Sacred Heart University Luxembourg (SHULU) offers graduate level business programs in Luxembourg (Luxembourg City) tailored to the needs of working professionals. SHU Luxembourg is the European branch of Sacred Heart University, which educates business students in Fairfield, Connecticut (CT). The University was abruptly closed in early 2022.

Academics 
Program specializations include a full-time MBA program with internship, where students receive real-world experience at domestic and international companies in Luxembourg. The paid internships last between 6 and 9 months and come with career coaching and job placement assistance. Their part-time Executive MBA can be completed at the student’s pace, typically lasting about 2 years.  

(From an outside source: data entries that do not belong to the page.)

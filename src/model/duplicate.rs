//! Copying members into another class.
//!
//! A duplicate is a new item owned by the target class. Its types are
//! rewritten with the type-variable bindings of the source class as seen
//! from the target, and it records the source class as `inherited_from`.
//! The duplicate is not added to the target's member lists; use
//! `inherit_*` for copy-and-add.

use tracing::debug;

use super::callable::CallableItem;
use super::codebase::Codebase;
use super::field::FieldItem;
use super::ids::{CallableId, ClassId, FieldId, ItemId, PropertyId};
use super::parameter::ParameterItem;
use super::property::{PropertyAccessors, PropertyItem};
use super::type_parameter::{TypeParameterBounds, TypeParameterItem};

impl Codebase {
    /// Copy `method` into `target`.
    ///
    /// A `default` method copied into a class that is not an interface loses
    /// the `default` flag; every other modifier, `static` included, is kept.
    /// The copy owns fresh type parameters and parameters, and its types
    /// refer to those rather than to the original's.
    pub fn duplicate_method(&mut self, method: CallableId, target: ClassId) -> CallableId {
        let source = self.callable(method);
        let source_class = source.containing_class();
        let mut bindings = self.map_type_variables(target, source_class);

        let mut data = source.data.duplicate();
        if data.modifiers.flags.is_default && !self.class(target).is_interface() {
            data.modifiers.flags.is_default = false;
        }
        let mut copy = CallableItem::new(
            data,
            source.name.clone(),
            source.kind,
            target,
            source.return_type.clone(),
        );
        copy.throws_types = source.throws_types.clone();
        copy.inherited_from = Some(source_class);
        copy.default_value = source.default_value.clone();
        let source_type_parameters = source.type_parameters.clone();
        let source_parameters = source.parameters.clone();
        let copy = self.alloc_callable(copy);

        let mut type_parameters = Vec::with_capacity(source_type_parameters.len());
        for original in source_type_parameters {
            let item = self.type_parameter(original);
            let fresh = TypeParameterItem::new(item.data.duplicate(), item.name.clone(), copy.into(), item.is_reified);
            let bounds = item.bounds.clone();
            let fresh = self.alloc_type_parameter(fresh);
            bindings.insert(original, self.type_parameter(fresh).as_type(fresh));
            type_parameters.push((fresh, bounds));
        }
        for (fresh, bounds) in &type_parameters {
            self.type_parameters[fresh.index()].bounds = match bounds {
                TypeParameterBounds::Resolved(bounds) => {
                    TypeParameterBounds::Resolved(bounds.iter().map(|ty| ty.substitute(&bindings)).collect())
                }
                TypeParameterBounds::Pending => TypeParameterBounds::Pending,
            };
        }

        let parameters: Vec<ParameterItem> = source_parameters
            .iter()
            .map(|&id| {
                let param = self.parameter(id);
                ParameterItem::new(
                    param.data.duplicate(),
                    param.name.clone(),
                    param.index,
                    copy,
                    param.ty.substitute(&bindings),
                    param.default_value.clone(),
                )
            })
            .collect();
        let parameters: Vec<_> = parameters.into_iter().map(|param| self.alloc_parameter(param)).collect();

        let item = self.callable_mut(copy);
        item.type_parameters = type_parameters.into_iter().map(|(fresh, _)| fresh).collect();
        item.parameters = parameters;
        item.return_type = item.return_type.substitute(&bindings);
        item.throws_types = item.throws_types.iter().map(|ty| ty.substitute(&bindings)).collect();

        self.inherit_variant_flags(copy.into(), target);
        debug!(
            method = %self.callable(copy).name(),
            from = %self.class(source_class).qualified_name(),
            to = %self.class(target).qualified_name(),
            "duplicated method"
        );
        copy
    }

    pub fn duplicate_field(&mut self, field: FieldId, target: ClassId) -> FieldId {
        let source = self.field(field);
        let source_class = source.containing_class();
        let bindings = self.map_type_variables(target, source_class);
        let mut copy = FieldItem::new(
            source.data.duplicate(),
            source.name.clone(),
            target,
            source.ty.substitute(&bindings),
            source.is_enum_constant,
            source.value.clone(),
        );
        copy.inherited_from = Some(source_class);

        let copy = self.alloc_field(copy);
        self.inherit_variant_flags(copy.into(), target);
        debug!(field = %self.field(copy).name(), to = %self.class(target).qualified_name(), "duplicated field");
        copy
    }

    /// Copy `property` into `target`.
    ///
    /// The copy has no getter, setter, backing field or constructor
    /// parameter: those belong to the source class. Callers that materialize
    /// accessors in `target` attach them to the copy afterwards.
    pub fn duplicate_property(&mut self, property: PropertyId, target: ClassId) -> PropertyId {
        let source = self.property(property);
        let source_class = source.containing_class();
        let bindings = self.map_type_variables(target, source_class);
        let mut copy = PropertyItem::new(
            source.data.duplicate(),
            source.name.clone(),
            target,
            source.ty.substitute(&bindings),
            PropertyAccessors::default(),
        );
        copy.inherited_from = Some(source_class);

        let copy = self.alloc_property(copy);
        self.inherit_variant_flags(copy.into(), target);
        copy
    }

    /// Duplicate `method` into `target` and put it in place of any method
    /// with the same signature there.
    pub fn inherit_method(&mut self, method: CallableId, target: ClassId) -> CallableId {
        let copy = self.duplicate_method(method, target);
        self.replace_or_add_method(target, copy);
        copy
    }

    /// Duplicate `field` into `target` and put it in place of any field with
    /// the same name there.
    pub fn inherit_field(&mut self, field: FieldId, target: ClassId) -> FieldId {
        let copy = self.duplicate_field(field, target);
        self.replace_or_add_field(target, copy);
        copy
    }

    /// Hidden, removed and doc-only state of the new owner carries over to a
    /// copy. Only ever adds a flag.
    fn inherit_variant_flags(&self, copy: ItemId, target: ClassId) {
        let target = ItemId::Class(target);
        let selectors = &self.item_data(copy).selectors;
        if self.is_hidden(target) {
            selectors.force_hidden();
        }
        if self.is_removed(target) {
            selectors.force_removed();
        }
        if self.is_doc_only(target) {
            selectors.force_doc_only();
        }
    }
}
//! # surface-base
//!
//! In-memory model of a Java/Kotlin API surface: packages, classes and their
//! members, with the structural algorithms API tooling needs and a value
//! subsystem that keeps literal values consistent across input backends.
//!
//! ## Module Structure (dependency order)
//!
//! ```text
//! value   → Constant values, literal parsing, default/field value providers
//!   ↕
//! model   → Items, codebase, factory, hierarchy algorithms
//!   ↓
//! config  → Per-codebase settings
//!   ↓
//! base    → Primitives (FileId, FileLocation)
//! ```
//!
//! Loaders build a [`Codebase`](model::Codebase) through its
//! [`ItemFactory`](model::ItemFactory); writers walk it with an
//! [`ItemVisitor`](model::ItemVisitor).

/// Foundation types: FileId, locations
pub mod base;

/// Codebase settings
pub mod config;

/// Error type shared by the whole crate
pub mod error;

/// Item graph and structural algorithms
pub mod model;

/// Literal values and their providers
pub mod value;

pub use base::{FileId, FileLocation, LineCol};
pub use config::{CodebaseConfig, SuperMethodFilter};
pub use error::{ModelError, Result};
pub use model::{Codebase, ItemFactory, ItemId};
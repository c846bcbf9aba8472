//! Default values of parameters and annotation methods.
//!
//! A default has three observable states: absent, present but not
//! retrievable (for example a Kotlin default whose body is a call), and
//! known. [`DefaultValue::has_default_value`] and
//! [`DefaultValue::is_default_value_known`] distinguish them; the value
//! itself is only asked for once it is known.

use std::fmt;

use crate::error::{ModelError, Result};
use crate::model::TypeItem;

use super::ConstantResolver;
use super::constant::Value;
use super::expression::Expression;
use super::literal::parse_literal;

pub trait DefaultValue: fmt::Debug {
    /// Whether a default is present at all.
    fn has_default_value(&self) -> bool;

    /// Whether the default can be retrieved. Implies
    /// [`has_default_value`](Self::has_default_value).
    fn is_default_value_known(&self) -> bool;

    /// The default value, for a known default. `None` otherwise.
    fn known_value(&self, constants: &dyn ConstantResolver) -> Option<Value>;
}

/// No default.
#[derive(Clone, Copy, Debug, Default)]
pub struct NoDefaultValue;

impl DefaultValue for NoDefaultValue {
    fn has_default_value(&self) -> bool {
        false
    }

    fn is_default_value_known(&self) -> bool {
        false
    }

    fn known_value(&self, _constants: &dyn ConstantResolver) -> Option<Value> {
        None
    }
}

/// A default that exists but whose value is not available, such as a
/// compiled Kotlin `$default` bridge.
#[derive(Clone, Copy, Debug, Default)]
pub struct UnknownDefaultValue;

impl DefaultValue for UnknownDefaultValue {
    fn has_default_value(&self) -> bool {
        true
    }

    fn is_default_value_known(&self) -> bool {
        false
    }

    fn known_value(&self, _constants: &dyn ConstantResolver) -> Option<Value> {
        None
    }
}

/// An already evaluated default: an `AnnotationDefault` attribute from a
/// class file, or a literal from signature text.
#[derive(Clone, Debug)]
pub struct ConstantDefaultValue {
    value: Value,
}

impl ConstantDefaultValue {
    pub fn new(value: Value, ty: &TypeItem) -> Result<Self> {
        let coerced = value.coerce_to(ty).ok_or_else(|| {
            ModelError::invalid_literal(value.to_source(), format!("not assignable to {ty}"))
        })?;
        Ok(Self { value: coerced })
    }

    /// Read a default from signature text.
    pub fn parse(text: &str, ty: &TypeItem) -> Result<Self> {
        Ok(Self {
            value: parse_literal(text, ty)?,
        })
    }

    pub fn value(&self) -> &Value {
        &self.value
    }
}

impl DefaultValue for ConstantDefaultValue {
    fn has_default_value(&self) -> bool {
        true
    }

    fn is_default_value_known(&self) -> bool {
        true
    }

    fn known_value(&self, _constants: &dyn ConstantResolver) -> Option<Value> {
        Some(self.value.clone())
    }
}

/// A default expression from source.
///
/// The default is known when the expression contains nothing opaque.
#[derive(Clone, Debug)]
pub struct ExpressionDefaultValue {
    ty: TypeItem,
    expression: Expression,
}

impl ExpressionDefaultValue {
    pub fn new(ty: TypeItem, expression: Expression) -> Self {
        Self { ty, expression }
    }

    pub fn expression(&self) -> &Expression {
        &self.expression
    }
}

impl DefaultValue for ExpressionDefaultValue {
    fn has_default_value(&self) -> bool {
        true
    }

    fn is_default_value_known(&self) -> bool {
        self.expression.is_representable()
    }

    fn known_value(&self, constants: &dyn ConstantResolver) -> Option<Value> {
        if !self.is_default_value_known() {
            return None;
        }
        self.expression.evaluate(constants)?.coerce_to(&self.ty)
    }
}

#[cfg(test)]
mod tests {
    use super::*;
    use crate::model::PrimitiveKind;
    use crate::value::NoConstants;

    #[test]
    fn test_tri_state() {
        assert!(!NoDefaultValue.has_default_value());
        assert!(UnknownDefaultValue.has_default_value());
        assert!(!UnknownDefaultValue.is_default_value_known());

        let ty = TypeItem::primitive(PrimitiveKind::Int);
        let call = ExpressionDefaultValue::new(ty.clone(), Expression::parse("compute(2)").unwrap());
        assert!(call.has_default_value());
        assert!(!call.is_default_value_known());
        assert_eq!(call.known_value(&NoConstants), None);

        let literal = ExpressionDefaultValue::new(ty, Expression::parse("-3").unwrap());
        assert!(literal.is_default_value_known());
        assert_eq!(literal.known_value(&NoConstants), Some(Value::Int(-3)));
    }

    #[test]
    fn test_constant_default_wraps_single_element() {
        let ty = TypeItem::array(TypeItem::string());
        let value = ConstantDefaultValue::new(Value::string("a"), &ty).unwrap();
        assert_eq!(value.value(), &Value::Array(vec![Value::string("a")]));
        assert!(ConstantDefaultValue::new(Value::string("a"), &TypeItem::primitive(PrimitiveKind::Int)).is_err());
    }
}
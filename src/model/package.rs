//! Packages.

use once_cell::unsync::OnceCell;
use smol_str::SmolStr;

use super::ids::{ClassId, PackageId};
use super::item::ItemData;

/// A package; the root package has the empty name.
#[derive(Debug)]
pub struct PackageItem {
    pub(crate) data: ItemData,
    pub(crate) qualified_name: SmolStr,
    pub(crate) containing_package: OnceCell<Option<PackageId>>,
    pub(crate) top_level_classes: Vec<ClassId>,
    pub(crate) emit: bool,
    /// Set once a declaration (package-info or docs) supplied the modifiers.
    pub(crate) declared: bool,
}

impl PackageItem {
    pub(crate) fn new(data: ItemData, qualified_name: SmolStr, emit: bool, declared: bool) -> Self {
        Self {
            data,
            qualified_name,
            containing_package: OnceCell::new(),
            top_level_classes: Vec::new(),
            emit,
            declared,
        }
    }

    pub fn data(&self) -> &ItemData {
        &self.data
    }

    pub fn qualified_name(&self) -> &str {
        &self.qualified_name
    }

    pub fn is_root(&self) -> bool {
        self.qualified_name.is_empty()
    }

    /// Top-level classes in the order they were added.
    pub fn top_level_classes(&self) -> &[ClassId] {
        &self.top_level_classes
    }

    /// Whether the package appears in emitted output.
    pub fn emit(&self) -> bool {
        self.emit
    }

    pub fn is_declared(&self) -> bool {
        self.declared
    }
}

/// The name of the package containing `name`, `None` for the root.
pub fn containing_package_name(name: &str) -> Option<&str> {
    if name.is_empty() {
        return None;
    }
    Some(name.rfind('.').map_or("", |pos| &name[..pos]))
}

#[cfg(test)]
mod tests {
    use super::*;

    #[test]
    fn test_containing_package_name() {
        assert_eq!(containing_package_name("a.b.c"), Some("a.b"));
        assert_eq!(containing_package_name("a"), Some(""));
        assert_eq!(containing_package_name(""), None);
    }
}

They also offer graduate certificates in Private Equity, Corporate Finance, Digital Management (Blockchain & Big Data, Artificial Intelligence, and Digital Transformation). 

SHULU’s programs are delivered at the Chamber of Commerce in Kirchberg, in the heart of the financial sector and European institutions. All classes take place on the weekdays between 6:30 and 9:30 pm, in order to adapt to the work and family lives of students.

History 
In 1991, Henri Ahlborn, then director of the Chamber of Commerce, reached out to universities in the United States in order to find a partner institution. As a result, Sacred Heart University has been offering an internationally accredited MBA program, the first of its kind in Luxembourg. In the last 30 years, SHULU has graduated 700 business students representing more than 50 different countries. Scared Heart University close it doors in Luxembourg to all students and staff in July 2022.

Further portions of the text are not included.